### [YOUR TASK]
Scan the entries below. Report each line where the string "certificado" occurs.

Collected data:

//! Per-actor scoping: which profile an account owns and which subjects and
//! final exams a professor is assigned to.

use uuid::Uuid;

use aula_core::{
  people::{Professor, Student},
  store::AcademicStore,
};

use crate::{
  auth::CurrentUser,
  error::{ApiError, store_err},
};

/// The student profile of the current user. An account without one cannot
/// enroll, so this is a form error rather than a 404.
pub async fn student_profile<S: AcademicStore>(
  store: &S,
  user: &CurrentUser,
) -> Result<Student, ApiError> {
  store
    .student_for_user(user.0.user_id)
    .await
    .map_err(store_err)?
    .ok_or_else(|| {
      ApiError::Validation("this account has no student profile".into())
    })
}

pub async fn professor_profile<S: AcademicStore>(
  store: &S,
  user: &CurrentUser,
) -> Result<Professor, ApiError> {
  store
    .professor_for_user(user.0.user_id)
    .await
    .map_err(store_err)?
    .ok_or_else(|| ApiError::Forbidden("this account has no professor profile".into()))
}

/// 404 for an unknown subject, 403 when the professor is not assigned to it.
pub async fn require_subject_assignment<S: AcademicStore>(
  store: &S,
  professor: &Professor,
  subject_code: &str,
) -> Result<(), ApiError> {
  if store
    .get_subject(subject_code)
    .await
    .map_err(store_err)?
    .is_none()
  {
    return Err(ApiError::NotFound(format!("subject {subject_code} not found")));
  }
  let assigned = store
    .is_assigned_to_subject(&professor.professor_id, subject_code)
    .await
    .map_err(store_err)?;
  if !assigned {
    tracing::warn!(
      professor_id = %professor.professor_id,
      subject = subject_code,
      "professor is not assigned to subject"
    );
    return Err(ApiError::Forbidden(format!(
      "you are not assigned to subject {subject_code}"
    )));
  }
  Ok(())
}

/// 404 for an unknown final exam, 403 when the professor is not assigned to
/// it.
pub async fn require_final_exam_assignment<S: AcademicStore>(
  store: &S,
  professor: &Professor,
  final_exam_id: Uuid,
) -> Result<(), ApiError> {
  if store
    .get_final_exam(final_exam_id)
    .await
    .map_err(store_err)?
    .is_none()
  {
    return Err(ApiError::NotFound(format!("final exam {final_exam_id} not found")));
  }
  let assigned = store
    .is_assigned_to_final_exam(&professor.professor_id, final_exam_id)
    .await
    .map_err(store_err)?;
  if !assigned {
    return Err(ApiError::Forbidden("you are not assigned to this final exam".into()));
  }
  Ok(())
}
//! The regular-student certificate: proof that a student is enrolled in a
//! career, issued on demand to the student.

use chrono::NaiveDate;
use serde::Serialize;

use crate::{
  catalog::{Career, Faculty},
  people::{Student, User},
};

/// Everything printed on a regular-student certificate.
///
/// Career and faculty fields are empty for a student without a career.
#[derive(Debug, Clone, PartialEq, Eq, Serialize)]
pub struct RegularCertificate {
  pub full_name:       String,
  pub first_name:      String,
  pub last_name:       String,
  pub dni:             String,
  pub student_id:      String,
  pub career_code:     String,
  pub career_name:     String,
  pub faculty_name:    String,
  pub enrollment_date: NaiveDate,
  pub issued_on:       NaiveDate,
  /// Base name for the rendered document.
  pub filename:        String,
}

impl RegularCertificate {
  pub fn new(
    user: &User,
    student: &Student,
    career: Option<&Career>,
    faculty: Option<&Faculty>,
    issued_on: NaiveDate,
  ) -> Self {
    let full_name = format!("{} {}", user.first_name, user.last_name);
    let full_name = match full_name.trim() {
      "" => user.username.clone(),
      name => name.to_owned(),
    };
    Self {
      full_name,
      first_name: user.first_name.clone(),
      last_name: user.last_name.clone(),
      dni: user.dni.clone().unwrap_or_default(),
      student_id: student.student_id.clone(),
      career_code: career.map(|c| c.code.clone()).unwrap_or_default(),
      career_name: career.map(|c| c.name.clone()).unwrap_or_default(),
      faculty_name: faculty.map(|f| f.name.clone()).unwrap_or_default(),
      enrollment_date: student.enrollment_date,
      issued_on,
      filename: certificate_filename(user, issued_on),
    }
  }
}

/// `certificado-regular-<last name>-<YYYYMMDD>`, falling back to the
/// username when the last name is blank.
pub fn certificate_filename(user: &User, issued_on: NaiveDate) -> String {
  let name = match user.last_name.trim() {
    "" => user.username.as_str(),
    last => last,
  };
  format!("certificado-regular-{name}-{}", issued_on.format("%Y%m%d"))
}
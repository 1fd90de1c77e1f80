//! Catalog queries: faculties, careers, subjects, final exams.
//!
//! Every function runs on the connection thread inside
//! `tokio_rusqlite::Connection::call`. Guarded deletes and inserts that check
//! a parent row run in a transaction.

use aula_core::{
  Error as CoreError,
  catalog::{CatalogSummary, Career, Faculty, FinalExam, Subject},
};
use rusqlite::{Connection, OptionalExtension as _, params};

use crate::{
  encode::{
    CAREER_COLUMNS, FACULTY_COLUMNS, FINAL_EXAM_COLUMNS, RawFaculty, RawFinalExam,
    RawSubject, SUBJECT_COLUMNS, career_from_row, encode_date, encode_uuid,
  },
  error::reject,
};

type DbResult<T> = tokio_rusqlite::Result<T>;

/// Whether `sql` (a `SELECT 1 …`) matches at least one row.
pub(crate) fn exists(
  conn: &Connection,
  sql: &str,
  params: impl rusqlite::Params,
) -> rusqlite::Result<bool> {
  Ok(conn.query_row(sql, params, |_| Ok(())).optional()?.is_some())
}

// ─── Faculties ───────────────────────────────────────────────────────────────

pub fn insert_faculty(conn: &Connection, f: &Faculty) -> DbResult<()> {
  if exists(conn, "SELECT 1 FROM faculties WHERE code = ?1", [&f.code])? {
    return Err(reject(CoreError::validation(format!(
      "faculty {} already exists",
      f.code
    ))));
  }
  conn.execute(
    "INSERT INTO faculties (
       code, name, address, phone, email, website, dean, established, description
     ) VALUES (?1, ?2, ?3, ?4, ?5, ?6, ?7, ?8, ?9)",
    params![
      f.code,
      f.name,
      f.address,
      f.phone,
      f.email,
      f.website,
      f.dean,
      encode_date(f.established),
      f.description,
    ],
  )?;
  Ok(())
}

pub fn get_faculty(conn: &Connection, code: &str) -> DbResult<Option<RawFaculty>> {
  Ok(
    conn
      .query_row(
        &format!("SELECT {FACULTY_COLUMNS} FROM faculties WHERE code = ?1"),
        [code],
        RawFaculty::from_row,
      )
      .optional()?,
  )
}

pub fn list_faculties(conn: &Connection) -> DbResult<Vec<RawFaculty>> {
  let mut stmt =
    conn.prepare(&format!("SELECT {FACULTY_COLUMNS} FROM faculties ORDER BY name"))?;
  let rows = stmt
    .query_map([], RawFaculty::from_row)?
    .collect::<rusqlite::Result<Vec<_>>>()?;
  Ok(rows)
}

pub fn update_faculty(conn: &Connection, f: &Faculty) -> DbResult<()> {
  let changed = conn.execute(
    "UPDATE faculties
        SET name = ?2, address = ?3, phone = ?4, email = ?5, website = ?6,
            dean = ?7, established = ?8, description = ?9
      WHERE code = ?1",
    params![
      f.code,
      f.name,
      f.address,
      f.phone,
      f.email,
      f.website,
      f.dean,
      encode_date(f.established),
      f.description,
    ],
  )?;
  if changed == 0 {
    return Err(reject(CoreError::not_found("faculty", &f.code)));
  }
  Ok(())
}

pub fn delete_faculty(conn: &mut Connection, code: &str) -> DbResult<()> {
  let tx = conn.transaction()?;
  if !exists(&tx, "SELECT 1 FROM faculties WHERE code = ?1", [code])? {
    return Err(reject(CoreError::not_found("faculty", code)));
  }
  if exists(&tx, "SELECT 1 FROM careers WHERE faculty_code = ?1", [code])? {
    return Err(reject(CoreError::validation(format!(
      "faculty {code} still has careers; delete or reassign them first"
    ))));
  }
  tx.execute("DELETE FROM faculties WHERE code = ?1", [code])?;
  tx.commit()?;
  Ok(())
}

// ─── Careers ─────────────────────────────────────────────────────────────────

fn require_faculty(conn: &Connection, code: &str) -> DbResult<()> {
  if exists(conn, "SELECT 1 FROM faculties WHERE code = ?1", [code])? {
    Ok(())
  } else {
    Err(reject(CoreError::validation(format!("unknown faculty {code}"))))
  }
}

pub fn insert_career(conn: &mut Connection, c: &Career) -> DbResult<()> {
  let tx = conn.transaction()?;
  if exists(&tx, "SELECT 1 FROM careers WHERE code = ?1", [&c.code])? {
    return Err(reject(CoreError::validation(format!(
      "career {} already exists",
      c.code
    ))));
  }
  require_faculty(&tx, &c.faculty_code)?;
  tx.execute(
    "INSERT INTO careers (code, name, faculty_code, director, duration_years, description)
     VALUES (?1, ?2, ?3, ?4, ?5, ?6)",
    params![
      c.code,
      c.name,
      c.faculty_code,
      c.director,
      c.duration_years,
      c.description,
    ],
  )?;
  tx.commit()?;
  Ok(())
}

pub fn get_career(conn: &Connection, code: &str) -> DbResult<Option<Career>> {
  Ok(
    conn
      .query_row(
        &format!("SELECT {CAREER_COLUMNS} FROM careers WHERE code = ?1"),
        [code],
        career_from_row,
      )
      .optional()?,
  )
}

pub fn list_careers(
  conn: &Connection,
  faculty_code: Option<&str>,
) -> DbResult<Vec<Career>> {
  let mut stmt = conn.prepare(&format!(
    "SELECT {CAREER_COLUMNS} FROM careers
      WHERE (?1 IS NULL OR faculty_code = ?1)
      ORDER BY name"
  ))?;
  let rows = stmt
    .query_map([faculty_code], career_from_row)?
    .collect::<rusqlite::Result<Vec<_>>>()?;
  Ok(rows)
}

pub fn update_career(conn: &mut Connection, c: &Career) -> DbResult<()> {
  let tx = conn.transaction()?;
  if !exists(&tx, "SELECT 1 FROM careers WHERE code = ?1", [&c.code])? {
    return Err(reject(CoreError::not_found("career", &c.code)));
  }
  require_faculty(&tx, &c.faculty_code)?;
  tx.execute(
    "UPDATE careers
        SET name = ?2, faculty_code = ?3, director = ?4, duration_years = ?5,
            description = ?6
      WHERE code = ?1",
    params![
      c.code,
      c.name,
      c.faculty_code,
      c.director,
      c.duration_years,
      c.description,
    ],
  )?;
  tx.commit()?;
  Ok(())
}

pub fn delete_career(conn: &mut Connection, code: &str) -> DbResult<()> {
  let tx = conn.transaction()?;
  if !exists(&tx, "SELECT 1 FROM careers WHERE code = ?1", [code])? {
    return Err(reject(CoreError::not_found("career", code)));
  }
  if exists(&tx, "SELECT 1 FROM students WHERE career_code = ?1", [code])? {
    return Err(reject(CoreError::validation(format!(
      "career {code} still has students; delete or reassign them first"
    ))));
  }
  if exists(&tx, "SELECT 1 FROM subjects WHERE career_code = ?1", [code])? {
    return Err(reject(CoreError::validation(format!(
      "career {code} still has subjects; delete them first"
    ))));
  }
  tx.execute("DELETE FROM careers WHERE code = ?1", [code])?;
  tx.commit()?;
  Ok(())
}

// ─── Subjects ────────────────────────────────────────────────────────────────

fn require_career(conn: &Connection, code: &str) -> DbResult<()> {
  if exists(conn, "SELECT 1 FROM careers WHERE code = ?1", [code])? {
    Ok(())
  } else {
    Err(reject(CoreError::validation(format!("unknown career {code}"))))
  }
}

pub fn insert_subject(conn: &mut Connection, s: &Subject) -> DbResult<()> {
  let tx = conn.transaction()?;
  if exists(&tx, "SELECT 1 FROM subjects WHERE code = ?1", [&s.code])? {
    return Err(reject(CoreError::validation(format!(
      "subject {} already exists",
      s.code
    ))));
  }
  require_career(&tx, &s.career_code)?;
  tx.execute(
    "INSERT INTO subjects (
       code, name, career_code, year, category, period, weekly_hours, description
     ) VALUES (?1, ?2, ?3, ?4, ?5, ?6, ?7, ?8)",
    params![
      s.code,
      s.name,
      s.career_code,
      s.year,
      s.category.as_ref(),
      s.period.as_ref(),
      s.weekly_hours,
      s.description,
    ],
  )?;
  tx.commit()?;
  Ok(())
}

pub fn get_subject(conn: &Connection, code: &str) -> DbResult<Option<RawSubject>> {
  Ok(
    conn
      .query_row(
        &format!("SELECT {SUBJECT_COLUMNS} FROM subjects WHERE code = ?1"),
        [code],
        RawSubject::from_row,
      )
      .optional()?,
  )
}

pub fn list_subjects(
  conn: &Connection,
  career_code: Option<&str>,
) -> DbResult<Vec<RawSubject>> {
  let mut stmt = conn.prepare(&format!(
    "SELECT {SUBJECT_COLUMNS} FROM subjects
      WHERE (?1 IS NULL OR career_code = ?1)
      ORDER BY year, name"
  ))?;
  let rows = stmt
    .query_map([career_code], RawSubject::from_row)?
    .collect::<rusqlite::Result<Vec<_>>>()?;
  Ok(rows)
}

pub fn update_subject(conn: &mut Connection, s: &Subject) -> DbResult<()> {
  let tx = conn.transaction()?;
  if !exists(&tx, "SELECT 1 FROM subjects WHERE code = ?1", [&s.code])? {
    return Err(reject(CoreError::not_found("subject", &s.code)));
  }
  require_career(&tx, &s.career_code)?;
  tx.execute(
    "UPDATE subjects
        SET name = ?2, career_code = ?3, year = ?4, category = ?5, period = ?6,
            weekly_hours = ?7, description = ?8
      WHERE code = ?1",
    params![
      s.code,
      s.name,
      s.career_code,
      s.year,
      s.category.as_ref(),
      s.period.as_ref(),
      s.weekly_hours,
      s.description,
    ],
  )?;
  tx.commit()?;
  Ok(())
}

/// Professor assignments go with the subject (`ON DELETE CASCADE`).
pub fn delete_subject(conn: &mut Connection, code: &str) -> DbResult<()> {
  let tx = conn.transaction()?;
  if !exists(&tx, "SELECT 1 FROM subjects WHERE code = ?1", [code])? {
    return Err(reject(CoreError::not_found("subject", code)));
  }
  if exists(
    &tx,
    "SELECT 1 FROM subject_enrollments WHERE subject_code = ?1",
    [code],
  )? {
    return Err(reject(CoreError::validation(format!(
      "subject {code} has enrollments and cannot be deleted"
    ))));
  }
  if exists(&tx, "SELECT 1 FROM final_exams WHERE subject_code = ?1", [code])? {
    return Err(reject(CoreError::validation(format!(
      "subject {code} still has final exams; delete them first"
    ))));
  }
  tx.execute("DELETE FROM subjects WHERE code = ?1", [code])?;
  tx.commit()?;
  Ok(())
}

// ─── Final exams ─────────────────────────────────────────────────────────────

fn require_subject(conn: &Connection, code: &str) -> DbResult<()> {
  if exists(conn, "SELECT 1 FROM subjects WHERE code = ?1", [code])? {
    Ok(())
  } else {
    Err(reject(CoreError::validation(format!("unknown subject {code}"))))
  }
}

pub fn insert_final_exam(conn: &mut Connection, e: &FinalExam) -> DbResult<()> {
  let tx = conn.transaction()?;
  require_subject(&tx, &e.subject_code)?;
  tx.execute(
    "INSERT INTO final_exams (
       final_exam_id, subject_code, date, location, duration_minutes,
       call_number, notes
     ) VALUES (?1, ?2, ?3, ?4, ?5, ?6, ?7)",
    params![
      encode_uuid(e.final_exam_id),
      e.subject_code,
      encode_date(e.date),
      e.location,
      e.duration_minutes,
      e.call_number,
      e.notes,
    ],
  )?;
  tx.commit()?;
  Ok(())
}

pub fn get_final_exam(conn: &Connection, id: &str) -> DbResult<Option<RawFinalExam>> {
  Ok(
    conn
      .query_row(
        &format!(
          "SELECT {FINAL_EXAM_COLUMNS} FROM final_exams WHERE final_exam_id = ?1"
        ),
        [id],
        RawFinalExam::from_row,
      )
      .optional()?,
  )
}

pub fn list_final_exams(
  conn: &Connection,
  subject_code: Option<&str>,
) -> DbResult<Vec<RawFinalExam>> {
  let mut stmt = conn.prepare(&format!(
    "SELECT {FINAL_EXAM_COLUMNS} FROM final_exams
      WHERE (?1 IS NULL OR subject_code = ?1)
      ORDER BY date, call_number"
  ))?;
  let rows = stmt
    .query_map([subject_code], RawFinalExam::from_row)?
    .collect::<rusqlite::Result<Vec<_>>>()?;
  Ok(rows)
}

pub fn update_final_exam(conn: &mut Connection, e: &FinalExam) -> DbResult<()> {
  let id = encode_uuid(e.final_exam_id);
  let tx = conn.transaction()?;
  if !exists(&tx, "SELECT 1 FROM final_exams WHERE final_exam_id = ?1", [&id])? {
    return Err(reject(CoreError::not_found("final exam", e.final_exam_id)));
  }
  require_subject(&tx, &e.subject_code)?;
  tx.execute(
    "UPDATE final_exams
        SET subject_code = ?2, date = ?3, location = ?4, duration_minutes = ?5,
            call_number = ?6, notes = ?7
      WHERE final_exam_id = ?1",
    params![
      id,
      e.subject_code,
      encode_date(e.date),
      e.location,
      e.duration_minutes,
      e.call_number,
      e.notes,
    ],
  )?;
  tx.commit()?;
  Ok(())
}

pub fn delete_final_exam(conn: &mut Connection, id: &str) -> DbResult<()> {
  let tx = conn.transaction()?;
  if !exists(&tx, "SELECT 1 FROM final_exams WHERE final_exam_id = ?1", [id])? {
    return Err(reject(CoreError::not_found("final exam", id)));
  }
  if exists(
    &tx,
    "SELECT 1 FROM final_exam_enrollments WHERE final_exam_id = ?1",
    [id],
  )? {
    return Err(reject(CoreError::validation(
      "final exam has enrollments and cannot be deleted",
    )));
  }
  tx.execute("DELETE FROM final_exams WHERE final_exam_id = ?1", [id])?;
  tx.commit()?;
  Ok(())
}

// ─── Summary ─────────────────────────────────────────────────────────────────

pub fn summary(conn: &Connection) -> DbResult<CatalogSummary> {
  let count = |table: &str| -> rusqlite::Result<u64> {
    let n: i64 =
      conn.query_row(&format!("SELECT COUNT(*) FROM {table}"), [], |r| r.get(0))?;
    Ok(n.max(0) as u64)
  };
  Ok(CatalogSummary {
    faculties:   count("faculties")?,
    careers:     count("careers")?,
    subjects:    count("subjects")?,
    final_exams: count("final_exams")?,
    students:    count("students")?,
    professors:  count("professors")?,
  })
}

### [SOLUTION FOR THIS TASK]
/// `certificado-regular-<last name>-<YYYYMMDD>`, falling back to the
  format!("certificado-regular-{name}-{}", issued_on.format("%Y%m%d"))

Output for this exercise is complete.